9. Een geschrift, te weten een medisch verslag, opgemaakt door [naam 2] op 8 juni 2022, voor zover inhoudende:
Verslag 09-05-2020 van Afdeling Spoedeisende Hulp:
Conclusie: hematoom thoraxwand rechts met lokaal forse drukpijn, op CT-scan thorax geen ribfracturen of klaplong (pneumothorax). Contusie elleboog met schaafwondjes. Beleid: naar huis, uitleg. Pijnstilling met diclofenac en paracetamol. Via huisarts controle mammografie (bij toevalsbevinding rechterborst).
Brieven 26-06-2020, 21-08-2020 en 04-12-2020 van [bedrijfsarts 1] :
Geen verbetering in beperkingen en mogelijkheden. Betrokkene is verwezen naar Winnock.

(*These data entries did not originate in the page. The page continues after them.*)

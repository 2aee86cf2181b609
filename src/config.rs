//! Configuration management for the tracker heuristics
//!
//! This module provides runtime configuration loading from JSON files,
//! enabling threshold tuning without recompilation. The defaults carry the
//! shipped heuristic constants: the settle debounce window, the session
//! ceilings, the navigation poll interval, and the classifier's overlay
//! identifier sets.

use serde::{Deserialize, Serialize};
use std::fs;
use std::path::Path;

use crate::feed::WatchedAttribute;

/// Complete tracker configuration.
#[derive(Debug, Clone, Default, Serialize, Deserialize)]
pub struct TrackerConfig {
    pub visibility: VisibilityConfig,
    pub stability: StabilityConfig,
    pub navigation: NavigationConfig,
    pub timing: TimingConfig,
}

/// Visibility classifier parameters.
#[derive(Debug, Clone, Serialize, Deserialize)]
pub struct VisibilityConfig {
    /// Element ids belonging to the instrumentation overlay.
    pub overlay_ids: Vec<String>,
    /// Class-name fragments belonging to the instrumentation overlay.
    pub overlay_class_fragments: Vec<String>,
    /// Class-name tokens that mark continuously-animating media containers.
    pub media_class_tokens: Vec<String>,
    /// Tags that never render content.
    pub hidden_tags: Vec<String>,
    /// Maximum ancestor-chain depth inspected per node.
    pub max_ancestor_depth: usize,
}

impl Default for VisibilityConfig {
    fn default() -> Self {
        Self {
            overlay_ids: vec![
                "paint-tracker-overlay".to_string(),
                "pt-mode-indicator".to_string(),
                "pt-mode-badge".to_string(),
                "pt-nav-count".to_string(),
                "pt-mode-toggle".to_string(),
                "pt-overlay-toggle".to_string(),
                "pt-overlay-content".to_string(),
                "pt-timeline-toggle".to_string(),
                "pt-timeline-container".to_string(),
                "pt-timeline-chart".to_string(),
                "pt-timeline-legend".to_string(),
            ],
            overlay_class_fragments: vec![
                "pt-overlay-header".to_string(),
                "pt-overlay-content".to_string(),
                "pt-timeline-section".to_string(),
                "pt-timeline-chart".to_string(),
                "pt-metric-indicator".to_string(),
                "pt-mode-badge".to_string(),
                "pt-mode-indicator".to_string(),
            ],
            media_class_tokens: vec![
                "video".to_string(),
                "player".to_string(),
                "animation".to_string(),
                "gif".to_string(),
                "carousel".to_string(),
                "slider".to_string(),
            ],
            hidden_tags: vec![
                "script".to_string(),
                "style".to_string(),
                "meta".to_string(),
                "link".to_string(),
                "noscript".to_string(),
                "template".to_string(),
                "head".to_string(),
            ],
            max_ancestor_depth: 15,
        }
    }
}

/// Mutation stability tracker parameters.
#[derive(Debug, Clone, Serialize, Deserialize)]
pub struct StabilityConfig {
    /// Inactivity window that marks the page as visually settled.
    pub inactivity_threshold_ms: u64,
    /// Late-fire tolerance subtracted from the threshold at re-check time.
    pub settle_tolerance_ms: u64,
    /// Hard stop for page-load sessions.
    pub page_load_ceiling_ms: u64,
    /// Hard stop for navigation sessions.
    pub navigation_ceiling_ms: u64,
    /// Debounce applied to window-resize signals.
    pub resize_debounce_ms: u64,
    /// Attribute allow-list for the mutation subscription.
    pub watched_attributes: Vec<WatchedAttribute>,
}

impl Default for StabilityConfig {
    fn default() -> Self {
        Self {
            inactivity_threshold_ms: 300,
            settle_tolerance_ms: 10,
            page_load_ceiling_ms: 10_000,
            navigation_ceiling_ms: 5_000,
            resize_debounce_ms: 100,
            watched_attributes: WatchedAttribute::ALL.to_vec(),
        }
    }
}

/// Navigation boundary detector parameters.
#[derive(Debug, Clone, Serialize, Deserialize)]
pub struct NavigationConfig {
    /// Poll interval for routers that bypass history mutation.
    pub poll_interval_ms: u64,
    /// Window after which the structural watcher disconnects and the
    /// tracking guard clears.
    pub detection_ceiling_ms: u64,
}

impl Default for NavigationConfig {
    fn default() -> Self {
        Self {
            poll_interval_ms: 100,
            detection_ceiling_ms: 10_000,
        }
    }
}

/// Timing approximation parameters.
#[derive(Debug, Clone, Serialize, Deserialize)]
pub struct TimingConfig {
    /// Long tasks only count the duration above this floor toward TBT.
    pub long_task_floor_ms: f64,
    /// Pad added to the navigation-timing dom-ready value for page-load TTI.
    pub page_load_tti_pad_ms: f64,
    /// Delay after the load event before the page-load TTI is computed.
    pub tti_assessment_delay_ms: u64,
    /// Pad added to load-complete for the navigation TTI approximation.
    pub navigation_tti_pad_ms: f64,
    /// Ratio of load-complete reported as the navigation first-paint proxy.
    pub navigation_first_paint_ratio: f64,
    /// Minimum time since navigation start before the LCP proxy may resolve.
    pub lcp_settle_delay_ms: f64,
    /// One-shot fallback delay for the navigation load-complete check.
    pub load_fallback_delay_ms: u64,
}

impl Default for TimingConfig {
    fn default() -> Self {
        Self {
            long_task_floor_ms: 50.0,
            page_load_tti_pad_ms: 5_000.0,
            tti_assessment_delay_ms: 1_000,
            navigation_tti_pad_ms: 300.0,
            navigation_first_paint_ratio: 0.8,
            lcp_settle_delay_ms: 50.0,
            load_fallback_delay_ms: 50,
        }
    }
}

impl TrackerConfig {
    /// Load configuration from a JSON file.
    ///
    /// Missing or malformed files fall back to the defaults with a warning;
    /// configuration problems must never keep the tracker from starting.
    pub fn load_from_file<P: AsRef<Path>>(path: P) -> Self {
        match fs::read_to_string(&path) {
            Ok(contents) => match serde_json::from_str(&contents) {
                Ok(config) => {
                    log::info!("[Config] Loaded configuration from {:?}", path.as_ref());
                    config
                }
                Err(err) => {
                    log::warn!(
                        "[Config] Failed to parse JSON from {:?}: {}. Using defaults.",
                        path.as_ref(),
                        err
                    );
                    Self::default()
                }
            },
            Err(err) => {
                log::warn!(
                    "[Config] Failed to read config file {:?}: {}. Using defaults.",
                    path.as_ref(),
                    err
                );
                Self::default()
            }
        }
    }
}
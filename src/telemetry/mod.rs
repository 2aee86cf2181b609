//! Tracker telemetry collector and helpers.
//!
//! The collector multiplexes metric updates, session lifecycle, and address
//! changes into a bounded history plus an async broadcast stream, for
//! consumption by diagnostics surfaces (CLI, debug HTTP) without touching
//! the metric store itself.

use std::collections::VecDeque;
use std::sync::atomic::{AtomicU64, Ordering};
use std::sync::Mutex;

use once_cell::sync::Lazy;
use tokio::sync::broadcast;

pub mod events;

pub use events::TrackerEvent;

/// Global telemetry hub shared across the crate.
static HUB: Lazy<TelemetryCollector> = Lazy::new(TelemetryCollector::default);

/// Access the global telemetry hub.
pub fn hub() -> &'static TelemetryCollector {
    &HUB
}

/// Snapshot of collector state for HTTP/CLI reporting.
#[derive(Debug, Clone, serde::Serialize, serde::Deserialize)]
pub struct TelemetrySnapshot {
    pub recent: Vec<TrackerEvent>,
    pub total_events: u64,
    pub dropped_events: u64,
}

/// Broadcast-based collector retaining a bounded history of events.
pub struct TelemetryCollector {
    tx: broadcast::Sender<TrackerEvent>,
    history: Mutex<VecDeque<TrackerEvent>>,
    history_capacity: usize,
    total_events: AtomicU64,
    dropped_history: AtomicU64,
}

impl TelemetryCollector {
    pub fn new(buffer: usize, history_capacity: usize) -> Self {
        let (tx, _) = broadcast::channel(buffer);
        Self {
            tx,
            history: Mutex::new(VecDeque::with_capacity(history_capacity)),
            history_capacity,
            total_events: AtomicU64::new(0),
            dropped_history: AtomicU64::new(0),
        }
    }

    pub fn publish(&self, event: TrackerEvent) {
        self.total_events.fetch_add(1, Ordering::Relaxed);
        {
            let mut history = self.history.lock().expect("history poisoned");
            if history.len() == self.history_capacity {
                history.pop_front();
                self.dropped_history.fetch_add(1, Ordering::Relaxed);
            }
            history.push_back(event.clone());
        }

        let _ = self.tx.send(event);
    }

    pub fn subscribe(&self) -> broadcast::Receiver<TrackerEvent> {
        self.tx.subscribe()
    }

    pub fn snapshot(&self) -> TelemetrySnapshot {
        let history = self.history.lock().expect("history poisoned");
        TelemetrySnapshot {
            recent: history.iter().cloned().collect(),
            total_events: self.total_events.load(Ordering::Relaxed),
            dropped_events: self.dropped_history.load(Ordering::Relaxed),
        }
    }
}

impl Default for TelemetryCollector {
    fn default() -> Self {
        Self::new(256, 64)
    }
}

#[cfg(test)]
mod tests {
    use super::*;
    use crate::metrics::{MetricKey, TrackingMode};

    #[test]
    fn test_publish_retains_history_and_broadcasts() {
        let collector = TelemetryCollector::new(8, 4);
        let mut rx = collector.subscribe();

        let event = TrackerEvent::MetricUpdated {
            mode: TrackingMode::PageLoad,
            key: MetricKey::Fcp,
            value: 120.0,
            timestamp_ms: 120,
        };
        collector.publish(event.clone());

        assert_eq!(rx.try_recv().unwrap(), event);
        let snapshot = collector.snapshot();
        assert_eq!(snapshot.total_events, 1);
        assert_eq!(snapshot.recent.len(), 1);
    }

    #[test]
    fn test_history_is_bounded() {
        let collector = TelemetryCollector::new(8, 2);
        for i in 0..5 {
            collector.publish(TrackerEvent::SessionEnded { session: i });
        }
        let snapshot = collector.snapshot();
        assert_eq!(snapshot.recent.len(), 2);
        assert_eq!(snapshot.total_events, 5);
        assert_eq!(snapshot.dropped_events, 3);
        assert_eq!(
            snapshot.recent[1],
            TrackerEvent::SessionEnded { session: 4 }
        );
    }
}
//! Route handlers for the debug HTTP server.

use std::net::SocketAddr;
use std::sync::Arc;

use axum::extract::State;
use axum::http::{header, HeaderMap, StatusCode};
use axum::response::{IntoResponse, Response};
use axum::routing::get;
use axum::{Json, Router};

use crate::engine::TrackerHandle;
use crate::telemetry;

pub(crate) struct DebugHttpState {
    handle: Arc<TrackerHandle>,
    token: String,
}

impl DebugHttpState {
    pub(crate) fn new(handle: Arc<TrackerHandle>, token: String) -> Self {
        Self { handle, token }
    }

    fn authorized(&self, headers: &HeaderMap) -> bool {
        headers
            .get(header::AUTHORIZATION)
            .and_then(|value| value.to_str().ok())
            .and_then(|value| value.strip_prefix("Bearer "))
            .map(|presented| presented == self.token)
            .unwrap_or(false)
    }
}

pub(crate) async fn run_http_server(
    state: DebugHttpState,
    addr: SocketAddr,
) -> anyhow::Result<()> {
    let app = Router::new()
        .route("/health", get(health))
        .route("/metrics", get(metrics))
        .with_state(Arc::new(state));

    let listener = tokio::net::TcpListener::bind(addr).await?;
    axum::serve(listener, app).await?;
    Ok(())
}

async fn health() -> &'static str {
    "ok"
}

async fn metrics(State(state): State<Arc<DebugHttpState>>, headers: HeaderMap) -> Response {
    if !state.authorized(&headers) {
        return (StatusCode::UNAUTHORIZED, "unauthorized").into_response();
    }

    let body = serde_json::json!({
        "metrics": state.handle.metrics_report(),
        "telemetry": telemetry::hub().snapshot(),
    });
    Json(body).into_response()
}
// Session lifecycle error types

use std::fmt;

use crate::engine::SessionId;

/// Errors from tracking-session lifecycle operations.
#[derive(Debug, Clone, PartialEq)]
pub enum SessionError {
    /// The page-load session was already started for this process.
    PageLoadAlreadyStarted,

    /// The referenced session is not active (already ended or superseded).
    NotActive { session: SessionId },

    /// The navigation detector was already installed.
    DetectorAlreadyInstalled,
}

impl fmt::Display for SessionError {
    fn fmt(&self, f: &mut fmt::Formatter<'_>) -> fmt::Result {
        match self {
            SessionError::PageLoadAlreadyStarted => {
                write!(f, "page-load session already started for this process")
            }
            SessionError::NotActive { session } => {
                write!(f, "session {} is not active", session)
            }
            SessionError::DetectorAlreadyInstalled => {
                write!(f, "navigation detector already installed")
            }
        }
    }
}

impl std::error::Error for SessionError {}

#[cfg(test)]
mod tests {
    use super::*;

    #[test]
    fn test_display_messages() {
        assert!(SessionError::PageLoadAlreadyStarted
            .to_string()
            .contains("already started"));
        assert!(SessionError::NotActive {
            session: SessionId(3)
        }
        .to_string()
        .contains("not active"));
    }
}
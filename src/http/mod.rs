//! Debug HTTP server surfaced only in debug feature builds.
//!
//! This module spawns a lightweight Axum server that exposes health and
//! metric-snapshot endpoints for diagnostics. Compiled out entirely unless
//! the `debug_http` feature is enabled in a debug build.

#[cfg(all(feature = "debug_http", debug_assertions))]
mod routes;

use std::sync::Arc;

use crate::engine::TrackerHandle;

#[cfg(all(feature = "debug_http", debug_assertions))]
use log::{error, info, warn};
#[cfg(all(feature = "debug_http", debug_assertions))]
use routes::{run_http_server, DebugHttpState};
#[cfg(all(feature = "debug_http", debug_assertions))]
use std::net::SocketAddr;
#[cfg(all(feature = "debug_http", debug_assertions))]
use std::sync::atomic::{AtomicBool, Ordering};
#[cfg(all(feature = "debug_http", debug_assertions))]
use std::thread;

#[cfg(all(feature = "debug_http", debug_assertions))]
static SERVER_STARTED: AtomicBool = AtomicBool::new(false);

/// Spawn the debug HTTP server only when the feature flag and debug builds
/// are enabled.
#[cfg(all(feature = "debug_http", debug_assertions))]
pub fn spawn_if_enabled(handle: Arc<TrackerHandle>) {
    if SERVER_STARTED
        .compare_exchange(false, true, Ordering::SeqCst, Ordering::SeqCst)
        .is_err()
    {
        warn!("Debug HTTP server already running");
        return;
    }

    let addr: SocketAddr = std::env::var("PAINT_TRACKER_DEBUG_HTTP_ADDR")
        .unwrap_or_else(|_| "127.0.0.1:8787".to_string())
        .parse()
        .unwrap_or_else(|_| SocketAddr::from(([127, 0, 0, 1], 8787)));

    let token = std::env::var("PAINT_TRACKER_DEBUG_TOKEN")
        .unwrap_or_else(|_| "paint-tracker-debug".to_string());
    let preview = token.chars().take(4).collect::<String>();

    thread::spawn(move || {
        let runtime = tokio::runtime::Builder::new_multi_thread()
            .worker_threads(2)
            .enable_all()
            .build()
            .expect("Failed to build tokio runtime for debug HTTP server");

        info!(
            "Debug HTTP server binding {} (token prefix {}***)",
            addr, preview
        );

        runtime.block_on(async move {
            let state = DebugHttpState::new(handle, token);
            if let Err(err) = run_http_server(state, addr).await {
                error!("Debug HTTP server stopped: {}", err);
            }
        });
    });
}

#[cfg(not(all(feature = "debug_http", debug_assertions)))]
#[allow(unused_variables)]
pub fn spawn_if_enabled(handle: Arc<TrackerHandle>) {
    // Debug HTTP server disabled in this build.
}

Brief 18-12-2020 van [bedrijfsarts 1] :
Betrokkene start 19-01-2021 met een multidisciplinair traject bij Winnock. Na afronding van het traject veronderstelt ondergetekende een inschatting te kunnen maken van de prognose van de verdere verzuimduur.
Brief 29-01-2021 van [bedrijfsarts 1] :
Na ruim 8 maanden kan betrokkene voor het eerst weer op de werkvloer verschijnen.
Brief 12-04-2021 van [bedrijfsarts 2]:
Betrokkene is nog onder behandeling in de curatieve zorgsector. Haar situatie is nog niet stabiel. Beperkingen: in bukken, knielen, hurken, zwaar tillen, sjouwen, duwen, trekken, energetische beperkingen. Adviezen: opbouwen in werk tot aan week 20 besproken met dan elke week met 30 minuten per dag uitbreiden.
Uw verslag 28-09-2021:
Rapport Personenschade.
Klachten na het ongeval: nek-, rug- en schouderklachten. Betrokkene consulteerde een fysiotherapeut en psycholoog.
Huidige klachten: last rechter schouder (na het werk of verrichten van huishoudelijke taken). Pijn onderrug bij verkeerd liggen, lang lopen en lang zitten. Tevens nekklachten aan de achterzijde van de nek. Voor het ongeval: geen eerdere klachten, geen eerdere ongevallen.